Last night I couldn’t get the idea of punishing my Blackberry out of my mind. I was running over scenarios of destruction in my mind. How could I best bring my emotional needs to bear on this repugnant and abominable device? I thought of many things:

  • Taking the Blackberry out to the dock with our office sledgehammer and dashing it in a flurry of epithets and cussing. Screaming while I extracted a primal retribution for all the ways the device let me down and angered me.
  • Building a little bonfire and setting the piece of crap on fire. Watching it burn, drinking a very fine bottle of wine and when it’s all burned down to ash, putting it out manually.
  • Giving it a Viking Funeral, putting it on a little wooden boat and setting that on fire and pushing it off to float in a lake or pond.
  • Violent but paced deconstruction. Getting out my tools and pulling the device apart and unscrewing everything and when it’s in a neat pile, beating it with a hammer.

Then I thought about maybe having my assistant video me turning my Blackberry into a pile of slag in some of the less-personal-approaches to destroying it. Then as I laid there last night thinking about it, a part of me piped up about how if there was a video, first it would be hilarious, very Office Space of me, but it would also be rather incriminating as I would be technically destroying a workplace device.
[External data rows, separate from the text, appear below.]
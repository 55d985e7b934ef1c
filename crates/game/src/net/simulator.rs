use std::cmp::Ordering;
use std::collections::{BinaryHeap, HashMap};
use std::net::SocketAddr;
use std::time::{Duration, Instant};

use super::protocol::Packet;
use super::stats::PacketLossSimulation;

#[derive(Debug)]
struct DelayedPacket {
    release_time: Instant,
    order: u64,
    packet: Packet,
    addr: SocketAddr,
}

impl PartialEq for DelayedPacket {
    fn eq(&self, other: &Self) -> bool {
        self.release_time == other.release_time && self.order == other.order
    }
}

impl Eq for DelayedPacket {}

impl PartialOrd for DelayedPacket {
    fn partial_cmp(&self, other: &Self) -> Option<Ordering> {
        Some(self.cmp(other))
    }
}

impl Ord for DelayedPacket {
    fn cmp(&self, other: &Self) -> Ordering {
        // Reversed for a min-heap on release time.
        other
            .release_time
            .cmp(&self.release_time)
            .then_with(|| other.order.cmp(&self.order))
    }
}

/// Delays and drops outgoing packets according to per-destination settings,
/// falling back to a global setting. Jitter reorders packets naturally.
#[derive(Debug, Default)]
pub struct NetworkSimulator {
    global: PacketLossSimulation,
    configs: HashMap<SocketAddr, PacketLossSimulation>,
    queue: BinaryHeap<DelayedPacket>,
    next_order: u64,
    dropped: u64,
}

impl NetworkSimulator {
    pub fn new(global: PacketLossSimulation) -> Self {
        Self {
            global,
            ..Self::default()
        }
    }

    pub fn set_config(&mut self, addr: SocketAddr, config: PacketLossSimulation) {
        if config.enabled {
            self.configs.insert(addr, config);
        } else {
            self.configs.remove(&addr);
        }
    }

    pub fn remove(&mut self, addr: &SocketAddr) {
        self.configs.remove(addr);
    }

    pub fn config_for(&self, addr: &SocketAddr) -> &PacketLossSimulation {
        self.configs.get(addr).unwrap_or(&self.global)
    }

    pub fn is_active(&self) -> bool {
        self.global.enabled || !self.configs.is_empty()
    }

    /// Returns `false` if the simulated link dropped the packet.
    pub fn enqueue(&mut self, packet: Packet, addr: SocketAddr, now: Instant) -> bool {
        let config = self.config_for(&addr);
        if config.should_drop() {
            self.dropped += 1;
            return false;
        }

        let delay = Duration::from_millis(config.delay_ms() as u64);
        let order = self.next_order;
        self.next_order += 1;
        self.queue.push(DelayedPacket {
            release_time: now + delay,
            order,
            packet,
            addr,
        });
        true
    }

    pub fn take_due(&mut self, now: Instant) -> Vec<(Packet, SocketAddr)> {
        let mut packets = Vec::new();
        while self.queue.peek().is_some_and(|d| d.release_time <= now) {
            if let Some(delayed) = self.queue.pop() {
                packets.push((delayed.packet, delayed.addr));
            }
        }
        packets
    }

    pub fn dropped(&self) -> u64 {
        self.dropped
    }

    pub fn queued(&self) -> usize {
        self.queue.len()
    }
}
pub mod client;
pub mod config;
pub mod input;
pub mod interpolation;
pub mod prediction;
pub mod reconciliation;
pub mod session;

pub use client::NetworkClient;
pub use config::{ClientConfig, InterpolationConfig, PredictionConfig};
pub use input::InputState;
pub use interpolation::RemoteInterpolator;
pub use prediction::ClientPredictor;
pub use reconciliation::{ReconcileOutcome, ReconcileStats, Reconciler};
pub use session::ClientSession;
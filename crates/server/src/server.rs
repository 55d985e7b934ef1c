use std::collections::VecDeque;
use std::f32::consts::TAU;
use std::io;
use std::net::SocketAddr;
use std::sync::Arc;
use std::sync::atomic::{AtomicBool, Ordering};
use std::time::{Duration, Instant};

use glam::Vec2;
use rand::Rng;

use skirmish::{
    ConnectionManager, ConnectionState, InputCommand, NetworkEndpoint, NetworkSimulator,
    NetworkStats, Packet, PacketLossSimulation, PacketType, ReliableMessage, SimulationLoop,
    TickOutput,
};

use crate::config::ServerConfig;
use crate::events::{DisconnectReason, ServerEvent};
use crate::tui::ClientInfo;

const DRONE_RING_RADIUS: f32 = 8.0;

/// Authoritative UDP server. Owns the simulation loop and publishes one
/// snapshot plus per-client acks for every tick it runs.
pub struct GameServer {
    endpoint: NetworkEndpoint,
    connections: ConnectionManager,
    config: ServerConfig,
    simulation: SimulationLoop,
    simulator: NetworkSimulator,
    last_tick_time: Instant,
    running: Arc<AtomicBool>,
    start_time: Instant,
    pending_events: VecDeque<ServerEvent>,
}

impl GameServer {
    pub fn new(bind_addr: &str, config: ServerConfig) -> io::Result<Self> {
        let endpoint = NetworkEndpoint::bind(bind_addr)?;
        let mut simulation = SimulationLoop::new(config.tick_rate);

        let mut rng = rand::thread_rng();
        for i in 0..config.drone_count {
            let angle = i as f32 * TAU / config.drone_count as f32;
            let position = Vec2::from_angle(angle) * DRONE_RING_RADIUS;
            let spawn = simulation.spawn_drone(position, rng.gen_range(0.4..1.2));
            log::debug!("Spawned drone {}", spawn.entity.entity_id);
        }

        Ok(Self {
            endpoint,
            connections: ConnectionManager::with_timeout(
                config.max_clients,
                config.connection_timeout_secs,
            ),
            simulator: NetworkSimulator::new(config.global_packet_loss.clone().unwrap_or_default()),
            simulation,
            last_tick_time: Instant::now(),
            running: Arc::new(AtomicBool::new(true)),
            start_time: Instant::now(),
            pending_events: VecDeque::new(),
            config,
        })
    }

    pub fn local_addr(&self) -> SocketAddr {
        self.endpoint.local_addr()
    }

    pub fn running(&self) -> Arc<AtomicBool> {
        Arc::clone(&self.running)
    }

    pub fn drain_events(&mut self) -> impl Iterator<Item = ServerEvent> + '_ {
        self.pending_events.drain(..)
    }

    pub fn run(&mut self) {
        while self.running.load(Ordering::SeqCst) {
            self.tick_once();
            for event in self.pending_events.drain(..) {
                log_event(&event);
            }
            std::thread::sleep(Duration::from_millis(1));
        }
        self.shutdown_connections();
    }

    pub fn shutdown_connections(&mut self) {
        let ids: Vec<u32> = self.connections.iter().map(|c| c.entity_id).collect();
        for entity_id in ids {
            self.kick_client(entity_id);
        }
    }

    pub fn kick_client(&mut self, entity_id: u32) {
        let Some(addr) = self.connections.get(entity_id).map(|c| c.addr) else {
            return;
        };
        // Bypass the simulated link so the client learns about it promptly.
        let packet = self.endpoint.create_packet(PacketType::Disconnect);
        if let Err(e) = self.endpoint.send_to(&packet, addr) {
            self.report_error(format!("Failed to send kick notice to {}: {}", addr, e));
        }
        self.remove_client(entity_id, DisconnectReason::Kicked);
    }

    /// Ingests everything on the socket, runs any ticks that are due, then
    /// flushes reliable resends and the simulated link.
    pub fn tick_once(&mut self) {
        let now = Instant::now();
        let delta = now.duration_since(self.last_tick_time).as_secs_f32();
        self.last_tick_time = now;

        if let Err(e) = self.process_network() {
            self.report_error(format!("Network error: {}", e));
        }

        for output in self.simulation.update(delta) {
            self.publish(&output);
        }

        self.resend_reliable(now);
        self.flush_simulator(now);

        for entity_id in self.connections.timed_out() {
            self.remove_client(entity_id, DisconnectReason::Timeout);
        }
    }

    fn publish(&mut self, output: &TickOutput) {
        let wire = output.snapshot.to_message();
        let targets: Vec<(SocketAddr, u32)> = self
            .connections
            .iter()
            .filter(|c| c.state == ConnectionState::Connected)
            .map(|c| (c.addr, c.entity_id))
            .collect();

        for (addr, entity_id) in targets {
            self.send(PacketType::Snapshot(wire.clone()), addr);
            if let Some(ack) = output.ack_for(entity_id) {
                self.send(PacketType::Ack(ack), addr);
            }
        }
    }

    fn resend_reliable(&mut self, now: Instant) {
        let mut due = Vec::new();
        for conn in self.connections.iter_mut() {
            for (sequence, message) in conn.reliable.due(now) {
                due.push((conn.addr, PacketType::Reliable { sequence, message }));
            }
        }
        for (addr, payload) in due {
            self.send(payload, addr);
        }
    }

    fn flush_simulator(&mut self, now: Instant) {
        for (packet, addr) in self.simulator.take_due(now) {
            if let Err(e) = self.endpoint.send_to(&packet, addr) {
                self.report_error(format!("Failed to send to {}: {}", addr, e));
            }
        }
    }

    fn send(&mut self, payload: PacketType, addr: SocketAddr) {
        let packet = self.endpoint.create_packet(payload);
        if self.simulator.is_active() {
            self.simulator.enqueue(packet, addr, Instant::now());
            return;
        }
        if let Err(e) = self.endpoint.send_to(&packet, addr) {
            self.report_error(format!("Failed to send to {}: {}", addr, e));
        }
    }

    fn report_error(&mut self, message: String) {
        log::error!("{}", message);
        self.pending_events.push_back(ServerEvent::Error { message });
    }

    fn process_network(&mut self) -> io::Result<()> {
        let packets = self.endpoint.receive()?;

        for (packet, addr) in packets {
            self.handle_packet(packet, addr);
        }

        Ok(())
    }

    fn handle_packet(&mut self, packet: Packet, addr: SocketAddr) {
        match packet.payload {
            PacketType::ConnectionRequest => self.handle_connection_request(addr),
            PacketType::Input(message) => {
                if let Some(entity_id) = self.connections.get_by_addr(&addr).map(|c| c.entity_id)
                {
                    self.simulation
                        .receive_input(entity_id, InputCommand::from_message(&message));
                }
            }
            PacketType::ReliableAck { sequence } => {
                if let Some(conn) = self.connections.get_by_addr_mut(&addr) {
                    conn.reliable.ack(sequence);
                }
            }
            PacketType::Ping { timestamp } => {
                if self.connections.get_by_addr(&addr).is_some() {
                    self.send(PacketType::Pong { timestamp }, addr);
                }
            }
            PacketType::Disconnect => {
                if let Some(entity_id) = self.connections.get_by_addr(&addr).map(|c| c.entity_id)
                {
                    self.remove_client(entity_id, DisconnectReason::Graceful);
                }
            }
            other => log::debug!("Ignoring unexpected {:?} from {}", other, addr),
        }

        if let Some(conn) = self.connections.get_by_addr_mut(&addr) {
            conn.touch();
        }
    }

    fn handle_connection_request(&mut self, addr: SocketAddr) {
        if let Some(entity_id) = self.connections.get_by_addr(&addr).map(|c| c.entity_id) {
            // The accept was lost; the client is retrying.
            self.send_accepted(entity_id, addr);
            return;
        }

        self.pending_events
            .push_back(ServerEvent::ClientConnecting { addr });

        if !self.connections.has_capacity() {
            let reason = "Server full".to_string();
            let packet = self.endpoint.create_packet(PacketType::ConnectionDenied {
                reason: reason.clone(),
            });
            if let Err(e) = self.endpoint.send_to(&packet, addr) {
                self.report_error(format!("Failed to deny {}: {}", addr, e));
            }
            log::warn!("Denied connection from {}: {}", addr, reason);
            self.pending_events
                .push_back(ServerEvent::ConnectionDenied { addr, reason });
            return;
        }

        let spawn = self.simulation.connect();
        let entity_id = spawn.entity.entity_id;

        let existing = self.simulation.spawn_messages();
        let conn = self.connections.insert(addr, entity_id);
        for message in existing {
            conn.reliable.push(ReliableMessage::Spawn(message));
        }
        if let Some(sim) = self.config.global_packet_loss.clone() {
            conn.packet_loss_sim = sim;
        }

        for other in self.connections.iter_mut() {
            if other.entity_id != entity_id {
                other.reliable.push(ReliableMessage::Spawn(spawn));
            }
        }

        self.send_accepted(entity_id, addr);
        log::info!("Client {} connected as entity {}", addr, entity_id);
        self.pending_events
            .push_back(ServerEvent::ClientConnected { entity_id, addr });
    }

    fn send_accepted(&mut self, entity_id: u32, addr: SocketAddr) {
        let payload = PacketType::ConnectionAccepted {
            entity_id,
            tick: self.simulation.tick(),
            tick_rate: self.simulation.tick_rate(),
        };
        self.send(payload, addr);
    }

    /// Tears down a connection and its entity. Everyone else is told through
    /// the reliable channel.
    fn remove_client(&mut self, entity_id: u32, reason: DisconnectReason) {
        let Some(conn) = self.connections.remove(entity_id) else {
            return;
        };
        self.simulation.despawn(entity_id);
        self.simulator.remove(&conn.addr);

        for other in self.connections.iter_mut() {
            other.reliable.discard_spawn_of(entity_id);
            other.reliable.push(ReliableMessage::Despawn { entity_id });
        }

        log::info!("Entity {} {}", entity_id, reason.as_str());
        self.pending_events
            .push_back(ServerEvent::ClientDisconnected { entity_id, reason });
    }

    pub fn stats(&self) -> ServerStats {
        ServerStats {
            tick: self.simulation.tick(),
            uptime_secs: self.start_time.elapsed().as_secs(),
            client_count: self.connections.connected_count(),
            max_clients: self.connections.max_clients(),
            entity_count: self.simulation.world().entity_count(),
            network_stats: self.endpoint.stats().clone(),
            simulated_drops: self.simulator.dropped(),
        }
    }

    pub fn client_infos(&self) -> Vec<ClientInfo> {
        let mut infos: Vec<ClientInfo> = self
            .connections
            .iter()
            .filter(|c| c.state == ConnectionState::Connected)
            .map(|c| ClientInfo {
                entity_id: c.entity_id,
                addr: c.addr.to_string(),
                connected_secs: c.connected_at.elapsed().as_secs(),
                last_acked: self.simulation.last_acked(c.entity_id).unwrap_or(0),
                pending_reliable: c.reliable.len(),
                packet_loss_sim: c.packet_loss_sim.clone(),
            })
            .collect();
        infos.sort_by_key(|info| info.entity_id);
        infos
    }

    pub fn set_packet_loss_sim(&mut self, entity_id: u32, sim: PacketLossSimulation) {
        if let Some(conn) = self.connections.get_mut(entity_id) {
            conn.packet_loss_sim = sim.clone();
            self.simulator.set_config(conn.addr, sim);
        }
    }

    pub fn config(&self) -> &ServerConfig {
        &self.config
    }
}

fn log_event(event: &ServerEvent) {
    match event {
        ServerEvent::ClientConnecting { addr } => log::debug!("Connection request from {}", addr),
        ServerEvent::Error { message } => log::debug!("Error event: {}", message),
        // Already logged where they happen.
        _ => {}
    }
}

#[derive(Debug, Clone)]
pub struct ServerStats {
    pub tick: u32,
    pub uptime_secs: u64,
    pub client_count: usize,
    pub max_clients: usize,
    pub entity_count: usize,
    pub network_stats: NetworkStats,
    pub simulated_drops: u64,
}
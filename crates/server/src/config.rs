use skirmish::{DEFAULT_TICK_RATE, PacketLossSimulation};

#[derive(Debug, Clone)]
pub struct ServerConfig {
    pub tick_rate: u32,
    pub max_clients: usize,
    pub connection_timeout_secs: u64,
    pub drone_count: usize,
    pub global_packet_loss: Option<PacketLossSimulation>,
}

impl Default for ServerConfig {
    fn default() -> Self {
        Self {
            tick_rate: DEFAULT_TICK_RATE,
            max_clients: 16,
            connection_timeout_secs: 10,
            drone_count: 2,
            global_packet_loss: None,
        }
    }
}
use std::collections::HashMap;

use bitflags::bitflags;
use glam::Vec2;
use serde::{Deserialize, Serialize};

use super::step::AIM_EPSILON;
use crate::net::InputMessage;

bitflags! {
    #[derive(Debug, Clone, Copy, PartialEq, Eq, Hash, Default, Serialize, Deserialize)]
    pub struct Buttons: u16 {
        const FIRE = 1 << 0;
        const ALT_FIRE = 1 << 1;
        const INTERACT = 1 << 2;
        const RELOAD = 1 << 3;
        const DASH = 1 << 4;
    }
}

/// One tick worth of player intent. Never mutated after construction.
#[derive(Debug, Clone, Copy, PartialEq, Serialize, Deserialize)]
pub struct InputCommand {
    pub seq: u32,
    pub movement: Vec2,
    pub aim: Vec2,
    pub buttons: Buttons,
}

impl InputCommand {
    pub fn new(seq: u32, movement: Vec2, aim: Vec2, buttons: Buttons) -> Self {
        let aim = if aim.length() > AIM_EPSILON {
            aim.normalize()
        } else {
            Vec2::ZERO
        };

        Self {
            seq,
            movement: movement.clamp_length_max(1.0),
            aim,
            buttons,
        }
    }

    /// Zero movement, no aim. Used for ticks where a connection sent nothing new.
    pub fn neutral() -> Self {
        Self {
            seq: 0,
            movement: Vec2::ZERO,
            aim: Vec2::ZERO,
            buttons: Buttons::empty(),
        }
    }

    pub fn to_message(&self) -> InputMessage {
        InputMessage {
            sequence: self.seq,
            movement: self.movement.to_array(),
            aim: self.aim.to_array(),
            buttons: self.buttons.bits(),
        }
    }

    /// Rebuilds the command bit-for-bit as the client issued it. Clamping is
    /// left to `step` so both sides feed it the same values.
    pub fn from_message(message: &InputMessage) -> Self {
        Self {
            seq: message.sequence,
            movement: finite_or_zero(Vec2::from_array(message.movement)),
            aim: finite_or_zero(Vec2::from_array(message.aim)),
            buttons: Buttons::from_bits_truncate(message.buttons),
        }
    }
}

fn finite_or_zero(v: Vec2) -> Vec2 {
    if v.is_finite() { v } else { Vec2::ZERO }
}

/// Latest-wins input slot for a single connection.
#[derive(Debug, Default)]
pub struct InputSlot {
    last_acked: u32,
    pending: Option<InputCommand>,
}

impl InputSlot {
    pub fn new() -> Self {
        Self::default()
    }

    /// Returns `false` when the command is stale, duplicated, or older than
    /// the one already waiting.
    pub fn offer(&mut self, command: InputCommand) -> bool {
        if command.seq <= self.last_acked {
            return false;
        }
        if self
            .pending
            .as_ref()
            .is_some_and(|pending| command.seq <= pending.seq)
        {
            return false;
        }
        self.pending = Some(command);
        true
    }

    pub fn take(&mut self) -> Option<InputCommand> {
        let command = self.pending.take()?;
        self.last_acked = command.seq;
        Some(command)
    }

    pub fn last_acked(&self) -> u32 {
        self.last_acked
    }

    pub fn has_pending(&self) -> bool {
        self.pending.is_some()
    }
}

/// Per-connection input slots, keyed by the owning entity id.
#[derive(Debug, Default)]
pub struct CommandBuffer {
    slots: HashMap<u32, InputSlot>,
}

impl CommandBuffer {
    pub fn new() -> Self {
        Self::default()
    }

    pub fn register(&mut self, entity_id: u32) {
        self.slots.entry(entity_id).or_default();
    }

    pub fn remove(&mut self, entity_id: u32) -> bool {
        self.slots.remove(&entity_id).is_some()
    }

    pub fn contains(&self, entity_id: u32) -> bool {
        self.slots.contains_key(&entity_id)
    }

    /// Unknown ids and stale sequences are rejected without side effects.
    pub fn push(&mut self, entity_id: u32, command: InputCommand) -> bool {
        self.slots
            .get_mut(&entity_id)
            .is_some_and(|slot| slot.offer(command))
    }

    pub fn take(&mut self, entity_id: u32) -> Option<InputCommand> {
        self.slots.get_mut(&entity_id).and_then(InputSlot::take)
    }

    pub fn last_acked(&self, entity_id: u32) -> Option<u32> {
        self.slots.get(&entity_id).map(InputSlot::last_acked)
    }

    pub fn acks(&self) -> impl Iterator<Item = (u32, u32)> + '_ {
        self.slots
            .iter()
            .map(|(&entity_id, slot)| (entity_id, slot.last_acked()))
    }

    pub fn len(&self) -> usize {
        self.slots.len()
    }

    pub fn is_empty(&self) -> bool {
        self.slots.is_empty()
    }
}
As I continued to play scenarios through my head I started thinking about truly sadistic things I could do to this obnoxious horrible device and it hit me. It gives me a different non-destructive path to take that actually is more spiritually torturous. I have resolved to consign my Blackberry to a Velveteen Rabbit Hell. I will remove it’s battery and I will put it in a dirty disused cardboard box and I will lock it away in a locker nobody ever uses and I will forget all about it. It will stay in the box, inert, forgotten, and effectively gone from my life. Everyone wins. No video of me destroying it, no crime, nothing to upset anyone and I still get to punish it, long-term. When I do remember it I will relish its silent cardboard grave.

Get Lost

Here is a comment I left on another blog, which sums up a lot of my opinion on Lost:

The entire show was an exposition on Purgatory. The entire airplane in the pilot episode crashed into the ocean killing everyone. The island was purgatory where each character could atone for their sins. Jack and his daddy issues, Kate and her daddy issues, Sawyer and his daddy issues. Desmond couldn’t finish anything so his punishment was a 108 minute torture, when he couldn’t finish that, he died again, but ended up back on the island – for another round of punishments. Everything else was either a red herring or the complicated psychodrama played out by souls looking for relief from guilt. Smoke Monster, Polarbear, Branded Shark… the Others, the Statue, Time Travel, the Dharma Initiative. A giant basket of red herrings. Purgatory is a dream, especially for the dead. Flashbacks, Flashforwards, and even the Flash-sideways were all a part of atonement, highlighting the regrets and guilts that plagued the entire airplane load of dead people. Each character got their own special version of hell to endure and we were ringside for all of it. In the end, they were all hoovered up by the most annoying ending possible for a six-year investment. “And they all died happily ever after.” At least there won’t be anything more of it, unless they hock up a movie about “Lost in Heaven”.